- **Assignment**: Scan the data below for lines holding the word "Instant", and copy each line found.

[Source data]
* * * * * * * * *

//! HTTP metrics middleware.
//!
//! Applied as the outermost layer so that every response is counted,
//! including 404/405 from the router and 408 from the timeout layer.

use axum::{extract::Request, middleware::Next, response::Response};
use std::time::Instant;

use crate::observability::metrics::record_http_request;

/// Record method, normalized path, status and duration for a request.
pub async fn http_metrics_middleware(request: Request, next: Next) -> Response {
    let start = Instant::now();
    let method = request.method().to_string();
    let path = request.uri().path().to_string();

    let response = next.run(request).await;

    record_http_request(&method, &path, response.status().as_u16(), start.elapsed());

    response
}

* * * * * * * * *

- **Solution for this task**:
use std::time::Instant;
    let start = Instant::now();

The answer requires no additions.